= Judy McClintock =

Canadian water skier (born 1963)

Judy McClintock-Messer (born September 6, 1963) is a Canadian former water skier. She won the Masters Water Ski Tournament in 1981 and the Water Ski World Championships in 1985 and 1995.

==Early life==
McClintock was born on September 6, 1963, to parents J. P. McClintock and Joyce McClintock in Mississauga, Ontario. She began water skiing at the age of three and won her first competition when she was 10. McClintock was the youngest of five children and three of her brothers also water skied competitively.

==Career==
In 1975, McClintock competed alongside her brothers at the National Water Skiing Championships in Ottawa. There, she broke the junior girl's slalom and came in second place in junior girls trick. Shortly thereafter, McClintock began her international competitive career in 1977 at the Water Ski World Championships in Milan, Italy, when she was 13 years old. In the same year, she competed in the juvenile division of the 1977 Canadian National Water Skiing Championships where she set a new record with 50.5 points. In August 1977, McClintock and her two brothers competed in the Canada Summer Games. However, after winning a gold medal in the women's tricks competitions, she cut her foot on a rock and was questionable for the slalom competition.

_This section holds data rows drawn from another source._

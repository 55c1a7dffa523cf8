//! Namespaced JSON cache over a [`KeyValueStore`]

use crate::cache::{
    config::CacheConfig,
    invalidation::{FlushReport, FlushScope},
    key::generate_key,
    types::{CacheCounters, CacheStats},
};
use crate::kv::KeyValueStore;
use serde::{de::DeserializeOwned, Serialize};
use serde_json::Value;
use std::sync::Arc;
use std::time::Duration;
use tracing::{debug, info, warn};

/// JSON value cache with per-entry TTL, stored under `{prefix}:{digest}` keys.
///
/// Every operation degrades instead of failing: writes report `false`, reads
/// report a miss and the underlying error is logged. An unreachable store
/// therefore behaves like an always-empty cache.
///
/// Cloning is cheap; clones share the store and the hit/miss counters.
#[derive(Clone)]
pub struct NamespacedCache {
    store: Arc<dyn KeyValueStore>,
    config: CacheConfig,
    counters: Arc<CacheCounters>,
}

impl NamespacedCache {
    /// Create a cache over `store`
    pub fn new(store: Arc<dyn KeyValueStore>, config: CacheConfig) -> Self {
        debug!("Initializing namespaced cache with config: {:?}", config);
        Self {
            store,
            config,
            counters: Arc::new(CacheCounters::default()),
        }
    }

    /// Cache with the default configuration
    pub fn with_defaults(store: Arc<dyn KeyValueStore>) -> Self {
        Self::new(store, CacheConfig::default())
    }

    pub fn config(&self) -> &CacheConfig {
        &self.config
    }

    /// The backing store
    pub fn store(&self) -> &Arc<dyn KeyValueStore> {
        &self.store
    }

    /// Deterministic key for `payload` under `prefix`
    pub fn generate_key(&self, prefix: &str, payload: &Value) -> String {
        let key = generate_key(prefix, payload);
        debug!("Generated cache key: {}", key);
        key
    }

    /// JSON-encode `value` and store it with `ttl`.
    ///
    /// Returns false, without writing, if the value cannot be encoded or the
    /// store fails.
    pub async fn set<T>(&self, key: &str, value: &T, ttl: Duration) -> bool
    where
        T: Serialize + ?Sized,
    {
        let payload = match serde_json::to_string(value) {
            Ok(payload) => payload,
            Err(e) => {
                warn!("Failed to encode cache value for {}: {}", key, e);
                return false;
            }
        };

        let ttl_secs = self.config.jittered_secs(ttl);
        match self.store.set_with_ttl(key, &payload, ttl_secs).await {
            Ok(()) => {
                debug!("Cached {} ({} bytes, ttl {}s)", key, payload.len(), ttl_secs);
                true
            }
            Err(e) => {
                warn!("Failed to cache {}: {}", key, e);
                false
            }
        }
    }

    /// [`set`](Self::set) with the default TTL
    pub async fn set_default<T>(&self, key: &str, value: &T) -> bool
    where
        T: Serialize + ?Sized,
    {
        self.set(key, value, self.config.default_ttl).await
    }

    /// Collect a sequence of chunks and store them as one JSON array.
    pub async fn set_stream<I>(&self, key: &str, chunks: I, ttl: Duration) -> bool
    where
        I: IntoIterator,
        I::Item: Serialize,
    {
        let items: Vec<I::Item> = chunks.into_iter().collect();
        debug!("Caching stream of {} chunks under {}", items.len(), key);
        self.set(key, &items, ttl).await
    }

    /// Decode the value stored at `key`.
    ///
    /// Absent on a miss, on a payload that does not decode as `T`, and when
    /// the store fails. Each call counts as exactly one hit or miss.
    pub async fn get<T: DeserializeOwned>(&self, key: &str) -> Option<T> {
        let raw = match self.store.get(key).await {
            Ok(Some(raw)) if !raw.is_empty() => raw,
            Ok(_) => {
                debug!("Cache miss: {}", key);
                self.counters.record_miss();
                return None;
            }
            Err(e) => {
                warn!("Cache lookup failed for {}: {}", key, e);
                self.counters.record_miss();
                return None;
            }
        };

        match serde_json::from_str(&raw) {
            Ok(value) => {
                debug!("Cache hit: {}", key);
                self.counters.record_hit();
                Some(value)
            }
            Err(e) => {
                warn!("Discarding undecodable cache entry {}: {}", key, e);
                self.counters.record_miss();
                None
            }
        }
    }

    /// Remove one entry. True iff it existed.
    pub async fn delete(&self, key: &str) -> bool {
        match self.store.delete(key).await {
            Ok(existed) => existed,
            Err(e) => {
                warn!("Failed to delete cache entry {}: {}", key, e);
                false
            }
        }
    }

    /// Whether `key` currently holds a value. False if the store fails.
    pub async fn exists(&self, key: &str) -> bool {
        match self.store.exists(key).await {
            Ok(found) => found,
            Err(e) => {
                warn!("Failed to check cache entry {}: {}", key, e);
                false
            }
        }
    }

    /// Delete every key matching a glob pattern. Returns how many were
    /// removed, 0 on failure.
    ///
    /// Scans the whole key space; for administration, not request paths.
    pub async fn delete_by_pattern(&self, pattern: &str) -> u64 {
        match self.try_delete_by_pattern(pattern).await {
            Ok(removed) => {
                info!("Removed {} keys matching {}", removed, pattern);
                removed
            }
            Err(e) => {
                warn!("Failed to delete keys matching {}: {}", pattern, e);
                0
            }
        }
    }

    async fn try_delete_by_pattern(&self, pattern: &str) -> crate::Result<u64> {
        let keys = self.store.keys_matching(pattern).await?;
        if keys.is_empty() {
            return Ok(0);
        }
        self.store.delete_many(&keys).await
    }

    /// Bulk invalidation according to the configured [`FlushScope`].
    ///
    /// True iff every part of the flush succeeded.
    pub async fn flush_all(&self) -> bool {
        self.flush(self.config.flush_scope).await.is_complete()
    }

    /// Bulk invalidation with an explicit scope
    pub async fn flush(&self, scope: FlushScope) -> FlushReport {
        match scope {
            FlushScope::Database => {
                warn!("Flushing the whole database, conversations included");
                match self.store.flush_database().await {
                    Ok(()) => FlushReport::default(),
                    Err(e) => {
                        warn!("Database flush failed: {}", e);
                        FlushReport {
                            removed: 0,
                            failed_patterns: 1,
                        }
                    }
                }
            }
            FlushScope::OwnedPrefixes => {
                let mut report = FlushReport::default();
                for pattern in scope.patterns() {
                    match self.try_delete_by_pattern(&pattern).await {
                        Ok(removed) => report.removed += removed,
                        Err(e) => {
                            warn!("Failed to flush {}: {}", pattern, e);
                            report.failed_patterns += 1;
                        }
                    }
                }
                info!(
                    "Flushed {} cache entries ({} patterns failed)",
                    report.removed, report.failed_patterns
                );
                report
            }
        }
    }

    /// Hit/miss counters since creation or the last reset
    pub fn stats(&self) -> CacheStats {
        self.counters.snapshot()
    }

    pub fn reset_stats(&self) {
        self.counters.reset();
    }

    pub(crate) fn counters(&self) -> Arc<CacheCounters> {
        Arc::clone(&self.counters)
    }
}
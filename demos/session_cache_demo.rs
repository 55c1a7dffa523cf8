//! Session and Cache Demo Application
//!
//! Walks through conversation persistence, response caching and the
//! embedding memo. Falls back to the in-memory store when Redis is not
//! reachable.
//!
//! Usage:
//!   cargo run --example session_cache_demo
//!
//! Environment variables: see health_check_demo.

use async_trait::async_trait;
use ouroboros_cache::{
    CacheConfig, ConversationStore, EmbeddingMemoCache, EmbeddingProvider, InMemoryStore,
    KeyValueStore, NamespacedCache, RedisConfig, RedisStore, ResponseCache, StatsReporter,
};
use serde::{Deserialize, Serialize};
use std::sync::Arc;
use tracing::{info, warn};
use tracing_subscriber::{layer::SubscriberExt, util::SubscriberInitExt, EnvFilter};
use uuid::Uuid;

#[derive(Debug, Serialize, Deserialize)]
struct Message {
    role: String,
    text: String,
}

/// Stand-in for a real embedding model
struct LengthEmbedder {
    dimension: usize,
}

#[async_trait]
impl EmbeddingProvider for LengthEmbedder {
    async fn embed_batch(&self, texts: &[String]) -> ouroboros_cache::Result<Vec<Vec<f32>>> {
        Ok(texts
            .iter()
            .map(|t| {
                let mut v = vec![0.0; self.dimension];
                v[0] = t.chars().count() as f32;
                v
            })
            .collect())
    }
}

async fn open_store() -> anyhow::Result<Arc<dyn KeyValueStore>> {
    let config = RedisConfig::from_env()?;
    match RedisStore::connect(config).await {
        Ok(store) => Ok(Arc::new(store)),
        Err(e) => {
            warn!("Redis unavailable ({}), using in-memory store", e);
            Ok(Arc::new(InMemoryStore::new()))
        }
    }
}

#[tokio::main]
async fn main() -> anyhow::Result<()> {
    tracing_subscriber::registry()
        .with(EnvFilter::try_from_default_env().unwrap_or_else(|_| EnvFilter::new("info")))
        .with(tracing_subscriber::fmt::layer())
        .init();

    info!("=== Session and Cache Demo ===");

    let store = open_store().await?;
    let config = CacheConfig::builder().embedding_dimension(16).build();

    info!("\n--- Conversations ---");
    let conversations = ConversationStore::from_config(store.clone(), &config);
    let user_id = format!("demo-{}", Uuid::new_v4());
    let conversation_id = Uuid::new_v4().to_string();

    let messages = vec![
        Message { role: "user".into(), text: "What is ownership?".into() },
        Message { role: "assistant".into(), text: "Each value has a single owner.".into() },
    ];
    let saved = conversations.save(&user_id, &conversation_id, &messages).await;
    info!("Saved conversation {}: {}", conversation_id, saved);

    if let Some(record) = conversations.load(&user_id, &conversation_id).await {
        let loaded: Vec<Message> = record.messages_as()?;
        info!("Loaded {} messages, saved at {}", loaded.len(), record.timestamp);
    }
    info!(
        "Conversations of {}: {:?}",
        user_id,
        conversations.list_conversation_ids(&user_id).await
    );

    info!("\n--- Response Cache ---");
    let cache = NamespacedCache::new(store.clone(), config.clone());
    let responses = ResponseCache::new(cache.clone());
    let question = "What is ownership?";
    match responses.get_cached_llm_response(question).await {
        Some(answer) => info!("Cached answer: {}", answer),
        None => {
            info!("Cache miss, storing answer");
            responses
                .cache_llm_response(question, "Each value has a single owner.")
                .await;
        }
    }
    info!("Second lookup: {:?}", responses.get_cached_llm_response(question).await);

    info!("\n--- Embedding Memo ---");
    let memo = Arc::new(EmbeddingMemoCache::new(
        Arc::new(LengthEmbedder { dimension: 16 }),
        &config,
    ));
    memo.embed_batch(&["borrow", "move", "borrow", ""]).await?;
    memo.embed_batch(&["move", "lifetime"]).await?;
    let memo_stats = memo.stats().await;
    info!(
        "Memo: {} entries, {} provider calls, hit rate {:.2}",
        memo_stats.entries,
        memo_stats.provider_calls,
        memo_stats.hit_rate()
    );

    info!("\n--- Statistics ---");
    let reporter = StatsReporter::new(&cache).with_memo(memo);
    let report = reporter.get_stats().await?;
    info!("Report:\n{}", serde_json::to_string_pretty(&report)?);

    // Leave nothing behind on a shared server
    conversations.clear_all(&user_id).await;
    cache
        .delete(&cache.generate_key("chat", &serde_json::json!(question)))
        .await;

    info!("\n=== Demo Complete ===");

    Ok(())
}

McClintock was eventually cleared to compete and won second place in the slalom competition.

In 1979, McClintock and her brother Joel McClintock were selected to compete for Team Canada at the 1979 Water Ski World Championships. This would begin McClintock's climb towards her first international championship titles in 1981, 1987, and 1988. After winning a gold medal at the 1980 Canadian Water Skiing Championships with a total of 4.880 points, McClintock became the first Canadian women to win the Masters Overall championship at the US Masters Water Ski Tournament. She would later earn the title of Masters Water Ski Trick champion in 1987 and 1988, while also earning her first Women's World Trick Championship title in 1985. McClintock and her brother Joel thus became the first pair of siblings to both win world titles.

Prior to retiring in 1996, McClintock won another World Championships title, set 48 overall national records, and won every title in water skiing.

==Honours==
After earning her first Masters Water Ski Trick championship title, McClintock was inducted into the Canadian Olympic Hall of Fame. At the turn of the 21st century, she was inducted into the Water Ski and Wakeboard Canada's Hall of Fame alongside her brother and later the Cambridge Sports Hall of Fame in 2008.

==Personal life==
McClintock married Perry John Messer in 1985 and together they opened a fitness business in Northampton, Massachusetts. Her brother Jeff was inducted into the Water Ski and Wakeboard Canada's Hall of Fame in 2011 and his daughter Whitney also competed in water skiing competitions.